An Ethic of Christmas

Greg shares his experience of publishing the new English translation of The Meaning of Birth.

Over the past months we’ve been reading Fr. Carron’s lessons from the Fraternity Exercises and Beginning Day. In both of those events he has referred to a book called The Meaning of Birth. Seeing these quotations from this volume—a book-length dialogue between Father Giussani and the Milanese novelist, playwright, art historian, and essayist, Giovanni Testori—I was deeply moved, for reasons that will quickly become clear.

As it happened, Fr. José Medina, the leader of Communion and Liberation in the U.S., had approached me early in 2021 with a proposal. Fr. José knew that I had started a small publishing venture, a press that brought out a variety of books in the realms of literature, philosophy, and theology. The name of the press is Slant Books, from the poem by Emily Dickinson that begins: “Tell all the truth but tell it slant— / Success in Circuit lies / Too bright for our infirm Delight / The Truth's superb surprise.”

Dickinson’s poem is about our need to approach mystery with humility—such is our disproportion before the immensity of truth that we often need to employ our imaginations—precisely where reason becomes aware of its own limitations.

Slant had recently published The Relevance of the Stars, by the late Monsignor Lorenzo Albacete, Fr. José’s predecessor as leader of the movement in the U.S. Soon after that book was published, Fr. José approached me about The Meaning of Birth.

But how did this book come about in the first place? The story is a fascinating one and it brings together so many strands of history and experience. In the late 1970s, Giovanni Testori—a leading Italian writer and also an openly gay man—had become an editorial writer for the newspaper Corriere della Sera. After a particularly powerful editorial by Testori on the recent assassination of politician Aldo Moro, Fr. Giussani asked a few members of the movement to visit Testori and try to learn from him. This visit became an event in Testori’s life. Though raised as a Catholic, he had fallen away from the faith, but the recent death of his mother had helped to bring him back.

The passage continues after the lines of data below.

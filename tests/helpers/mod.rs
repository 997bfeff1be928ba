//! Shared fixtures for the integration tests

#![allow(dead_code)]

use std::collections::BTreeSet;
use std::sync::Arc;

use biosample_mapper::{
    Driver, KeywordOverrides, MapperConfig, OntologySet, Resources, Sample, SampleOutput,
};

pub const ONTOLOGY_FIXTURE: &str = include_str!("../fixtures/ontology.yaml");

pub fn fixture_ontologies() -> Arc<OntologySet> {
    Arc::new(OntologySet::from_bundle_yaml(ONTOLOGY_FIXTURE).expect("fixture ontology parses"))
}

pub fn builtin_driver(workers: usize) -> Driver {
    driver_with(workers, None)
}

pub fn driver_with(workers: usize, overrides: Option<&KeywordOverrides>) -> Driver {
    let config = MapperConfig {
        workers,
        ..MapperConfig::builtin().expect("builtin config")
    };
    Driver::from_config(
        &config,
        fixture_ontologies(),
        Resources::builtin().expect("builtin resources"),
        overrides,
    )
    .expect("driver builds")
}

pub fn sample(accession: &str, pairs: &[(&str, &str)]) -> Sample {
    Sample::new(Some(accession), pairs.iter().copied())
}

/// Map a single sample with the built-in configuration
pub fn map_one(pairs: &[(&str, &str)]) -> SampleOutput {
    let driver = builtin_driver(1);
    let mut batch = driver.run(&[sample("SAMN00000001", pairs)]);
    batch.outputs.remove(0)
}

pub fn mapped_ids(output: &SampleOutput) -> BTreeSet<String> {
    output.mapped_terms.iter().map(|t| t.term_id.clone()).collect()
}

/// Vocabulary of attribute values used by the property tests
pub const VALUES: &[&str] = &[
    "CD4+ T cell",
    "T cell",
    "B lymphocytes",
    "HeLa",
    "HeLa cells",
    "MCF7",
    "liver",
    "Liver biopsy",
    "whole blood",
    "PBMC",
    "fibroblasts",
    "hepatocytes",
    "21 years",
    "3 months",
    "M",
    "female",
    "LN",
    "HCC",
    "",
    "unknown",
    "tumour tissue",
];

pub const KEYS: &[&str] = &[
    "cell type",
    "cell line",
    "tissue",
    "age",
    "sex",
    "disease",
    "passage",
    "source",
];
//! Text normalization for ontology label matching
//!
//! Labels (term names, synonyms, token text) and attribute keys are compared
//! in normalized form:
//! - Unicode NFKC normalization
//! - Lowercase conversion
//! - Whitespace collapsing
//!
//! Label normalization keeps punctuation ("CD4-positive, alpha-beta T cell"
//! is a distinct label from "cd4 positive alpha beta t cell"). Key
//! normalization is looser and folds punctuation to spaces.

use unicode_normalization::UnicodeNormalization;

/// Punctuation trimmed from the edges of a word when building n-grams
const EDGE_PUNCTUATION: &[char] = &[',', ';', ':', '.', '(', ')', '[', ']', '{', '}', '"', '\''];

/// Normalize a label for dictionary lookup.
///
/// ```
/// use biosample_mapper::text::normalize_label;
///
/// assert_eq!(normalize_label("  CD4+   T Cell "), "cd4+ t cell");
/// assert_eq!(normalize_label("Ｔ cell"), "t cell");
/// ```
pub fn normalize_label(s: &str) -> String {
    let folded: String = s.nfkc().collect();
    folded
        .to_lowercase()
        .split_whitespace()
        .collect::<Vec<_>>()
        .join(" ")
}

/// Normalize an attribute key.
///
/// Replaces every non-alphanumeric character with a space, so that
/// `cell_type`, `Cell-Type` and `cell type` all normalize to `cell type`.
pub fn normalize_key(s: &str) -> String {
    let folded: String = s.nfkc().collect();
    let stripped: String = folded
        .chars()
        .map(|c| if c.is_alphanumeric() { c } else { ' ' })
        .collect();
    stripped
        .to_lowercase()
        .split_whitespace()
        .collect::<Vec<_>>()
        .join(" ")
}

/// Number of characters (not bytes) in a string
#[inline]
pub fn char_len(s: &str) -> usize {
    s.chars().count()
}

/// Whitespace-delimited words of `s` as byte ranges, with edge punctuation
/// trimmed. Words that are pure punctuation are dropped.
pub fn word_spans(s: &str) -> Vec<(usize, usize)> {
    let mut spans = Vec::new();
    let mut word_start: Option<usize> = None;

    for (i, c) in s.char_indices() {
        if c.is_whitespace() {
            if let Some(start) = word_start.take() {
                push_trimmed(s, start, i, &mut spans);
            }
        } else if word_start.is_none() {
            word_start = Some(i);
        }
    }

    // Handle trailing word
    if let Some(start) = word_start {
        push_trimmed(s, start, s.len(), &mut spans);
    }

    spans
}

fn push_trimmed(s: &str, start: usize, end: usize, spans: &mut Vec<(usize, usize)>) {
    let word = &s[start..end];
    let trimmed_front = word.trim_start_matches(EDGE_PUNCTUATION);
    let trimmed = trimmed_front.trim_end_matches(EDGE_PUNCTUATION);
    if trimmed.is_empty() {
        return;
    }
    let new_start = start + (word.len() - trimmed_front.len());
    spans.push((new_start, new_start + trimmed.len()));
}

/// Byte range of `s` with surrounding whitespace removed
pub fn trimmed_range(s: &str) -> (usize, usize) {
    let start = s.len() - s.trim_start().len();
    let end = s.trim_end().len();
    if end < start {
        (start, start)
    } else {
        (start, end)
    }
}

Testori would form a strong friendship with Fr. Giussani and they embarked on a joint project to edit and publish a line of books through the major Italian publishing company, Rizzoli. When they met in a beautiful country house to discuss the vision behind this series, their conversation was recorded and became The Meaning of Birth. The name they settled on for the series was Books of Hope.

The conversation begins with Testori noting that he had considered calling the series either Books of the Cross or Books of the Crib, with the third choice being Books of Hope. Speaking of the Christ child in the manger, the two men begin delving into what it means to be born—to be given life, something that we cannot give to ourselves. From there the conversation ranges widely, including the causes of modern despair and nihilism to the dangers of abstract ideologies to the path that leads us back to recognizing the great grace we have been given in being born.

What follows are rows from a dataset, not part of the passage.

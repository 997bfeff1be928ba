//! Ontology interchange format.
//!
//! Graph construction from upstream OBO/OWL releases happens elsewhere; this
//! loader reads the flattened form those tools emit:
//!
//! ```yaml
//! id: CL
//! terms:
//!   - id: "CL:0000084"
//!     name: T cell
//!     synonyms: [T lymphocyte]
//!     is_a: ["CL:0000542"]
//!     part_of: []
//!     relationships: { has_disease: [] }
//!     obsolete: false
//! ```
//!
//! A bundle (`ontologies: [...]`) holds several ontologies in one file.

use serde::Deserialize;
use std::collections::BTreeMap;
use std::path::Path;

use super::graph::{OntologyGraph, Relation, Term};
use crate::error::OntologyError;

#[derive(Debug, Clone, Deserialize)]
pub struct OntologyFile {
    pub id: String,
    #[serde(default)]
    pub terms: Vec<TermRecord>,
}

#[derive(Debug, Clone, Deserialize)]
pub struct OntologyBundle {
    pub ontologies: Vec<OntologyFile>,
}

#[derive(Debug, Clone, Deserialize)]
pub struct TermRecord {
    pub id: String,
    pub name: String,
    #[serde(default)]
    pub synonyms: Vec<String>,
    #[serde(default)]
    pub is_a: Vec<String>,
    #[serde(default)]
    pub part_of: Vec<String>,
    #[serde(default)]
    pub relationships: BTreeMap<String, Vec<String>>,
    #[serde(default)]
    pub obsolete: bool,
}

impl From<TermRecord> for Term {
    fn from(record: TermRecord) -> Self {
        let mut term = Term::new(record.id, record.name);
        term.synonyms.extend(record.synonyms);
        for parent in record.is_a {
            term = term.is_a(parent);
        }
        for whole in record.part_of {
            term = term.part_of(whole);
        }
        for (relation, targets) in record.relationships {
            let relation = Relation::from(relation);
            for target in targets {
                term = term.with_relation(relation.clone(), target);
            }
        }
        if record.obsolete {
            term = term.unmappable();
        }
        term
    }
}

impl OntologyFile {
    pub fn into_graph(self) -> Result<OntologyGraph, OntologyError> {
        let terms = self.terms.into_iter().map(Term::from).collect();
        OntologyGraph::new(self.id, terms)
    }
}

impl OntologyGraph {
    /// Load a single ontology from a YAML or JSON file (by extension).
    pub fn load(path: &Path) -> Result<Self, OntologyError> {
        let content = read(path)?;
        let file: OntologyFile = if is_json(path) {
            serde_json::from_str(&content)?
        } else {
            serde_yaml::from_str(&content)?
        };
        let graph = file.into_graph()?;
        tracing::info!(
            path = %path.display(),
            ontology = %graph.id(),
            terms = graph.len(),
            "loaded ontology"
        );
        Ok(graph)
    }

    /// Parse a single ontology from YAML
    pub fn from_yaml(yaml: &str) -> Result<Self, OntologyError> {
        let file: OntologyFile = serde_yaml::from_str(yaml)?;
        file.into_graph()
    }
}

/// Parse a bundle of ontologies from YAML
pub fn graphs_from_bundle_yaml(yaml: &str) -> Result<Vec<OntologyGraph>, OntologyError> {
    let bundle: OntologyBundle = serde_yaml::from_str(yaml)?;
    bundle
        .ontologies
        .into_iter()
        .map(OntologyFile::into_graph)
        .collect()
}

fn read(path: &Path) -> Result<String, OntologyError> {
    std::fs::read_to_string(path).map_err(|source| OntologyError::Io {
        path: path.display().to_string(),
        source,
    })
}

fn is_json(path: &Path) -> bool {
    path.extension()
        .and_then(|e| e.to_str())
        .map(|e| e.eq_ignore_ascii_case("json"))
        .unwrap_or(false)
}

#[cfg(test)]
mod tests {
    use super::*;
    use std::io::Write;

    const TEST_YAML: &str = r#"
id: DOID
terms:
  - id: "DOID:4"
    name: disease
  - id: "DOID:162"
    name: cancer
    synonyms: [malignant neoplasm]
    is_a: ["DOID:4"]
  - id: "DOID:0000000"
    name: retired disease
    obsolete: true
"#;

    #[test]
    fn test_load_from_yaml() {
        let graph = OntologyGraph::from_yaml(TEST_YAML).unwrap();
        assert_eq!(graph.id(), "DOID");
        assert_eq!(graph.len(), 3);
        assert_eq!(graph.name("DOID:162"), Some("cancer"));
        assert!(graph.synonyms("DOID:162").contains("malignant neoplasm"));
        assert!(!graph.is_mappable("DOID:0000000"));
    }

    #[test]
    fn test_custom_relationships() {
        let yaml = r#"
id: CVCL
terms:
  - id: CVCL_0030
    name: HeLa
    relationships:
      has_disease: ["DOID:4362"]
"#;
        let graph = OntologyGraph::from_yaml(yaml).unwrap();
        assert_eq!(
            graph.related("CVCL_0030", &Relation::from("has_disease")),
            vec!["DOID:4362"]
        );
    }

    #[test]
    fn test_load_json_file() {
        let mut file = tempfile::Builder::new().suffix(".json").tempfile().unwrap();
        write!(
            file,
            r#"{{"id": "UBERON", "terms": [{{"id": "UBERON:0000178", "name": "blood"}}]}}"#
        )
        .unwrap();

        let graph = OntologyGraph::load(file.path()).unwrap();
        assert_eq!(graph.id(), "UBERON");
        assert!(graph.contains("UBERON:0000178"));
    }

    #[test]
    fn test_missing_file_is_io_error() {
        let err = OntologyGraph::load(Path::new("/nonexistent/ontology.yaml")).unwrap_err();
        assert!(matches!(err, OntologyError::Io { .. }));
    }

    #[test]
    fn test_bundle() {
        let yaml = r#"
ontologies:
  - id: CL
    terms:
      - id: "CL:0000000"
        name: cell
  - id: UBERON
    terms:
      - id: "UBERON:0000178"
        name: blood
"#;
        let graphs = graphs_from_bundle_yaml(yaml).unwrap();
        assert_eq!(graphs.len(), 2);
        assert_eq!(graphs[1].id(), "UBERON");
    }

    #[test]
    fn test_fixture_bundle_loads() {
        let graphs = graphs_from_bundle_yaml(include_str!("../../tests/fixtures/ontology.yaml")).unwrap();
        let ids: Vec<&str> = graphs.iter().map(|g| g.id()).collect();
        assert_eq!(ids, vec!["CL", "UBERON", "DOID", "EFO", "CVCL", "PATO"]);
        assert!(!graphs[0].is_mappable("CL:0000999"));
        assert_eq!(graphs[0].lookup_label("t lymphocyte"), ["CL:0000084".to_string()]);
    }
}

Former Archbishop of Canterbury, Rowan Williams, writes in his foreword to this new English edition of The Meaning of Birth that the conversation recorded there ultimately becomes “an ethic of Christmas: the mystery of God’s own self coming to birth among us so that we may at last see and love the dependence we fear or deny and acknowledge in one another the mystery we must look upon with wonder and thanksgiving.”

Later in the conversation, Fr. Giussani says: “I am unable to find a sign of hope other than the multiplying of people who are presences,” the quote to which Fr. Carron alluded. In the course of working on editing the book this phrase also struck me: those who live the memory of their birth, who recognize that their life is a gift of Someone who is present...become “presences” themselves.

For me this is true not only of my in-the-flesh encounters, but also my experience with great books. A well-written book contains a powerful sense of a human presence, even if that book is about fictional characters! Given this, it will probably come as no surprise that my own first encounter with Fr. Giussani was in 1988, when I was asked to review his book, Morality: Memory and Desire.

I remember not understanding much of what Fr. Giussani was saying—the rhetorical style was not what my “Anglo” brain was used to processing. It was less like a straight line and more like—well, a “slanted” approach to the Mystery. For many years I admired the movement from afar because it was never present where I lived. Then, one day, Monsignor Albacete made the crazy suggestion to me that I “be” the movement in Seattle. That scared me a great deal but through some act of divine mercy I said “yes” that day and we have now been a “presence” in Seattle for seventeen years.

Perhaps the most stunning thing that has happened so far because of The Meaning of Birth is the phone call I recently received from my friend Simonetta from New York. She texted me to ask if she could give me a call and when she did, I could hear tears in her voice. “I was one of those young people Fr. Giussani sent to see Giovanni Testori,” she told me. “I don’t know why I was chosen but Testori welcomed us warmly. There were so many books there was no place to sit.”

So I learned that Simonetta was one of those “presences” that so struck Testori, that made him want to meet Fr. Giussani and launch Books of Hope and talk about the meaning of birth.

In this Advent season, all these strands come together, making me thankful, full of hope for the presence that will soon be coming, a new birth to make me realize what my own birth means.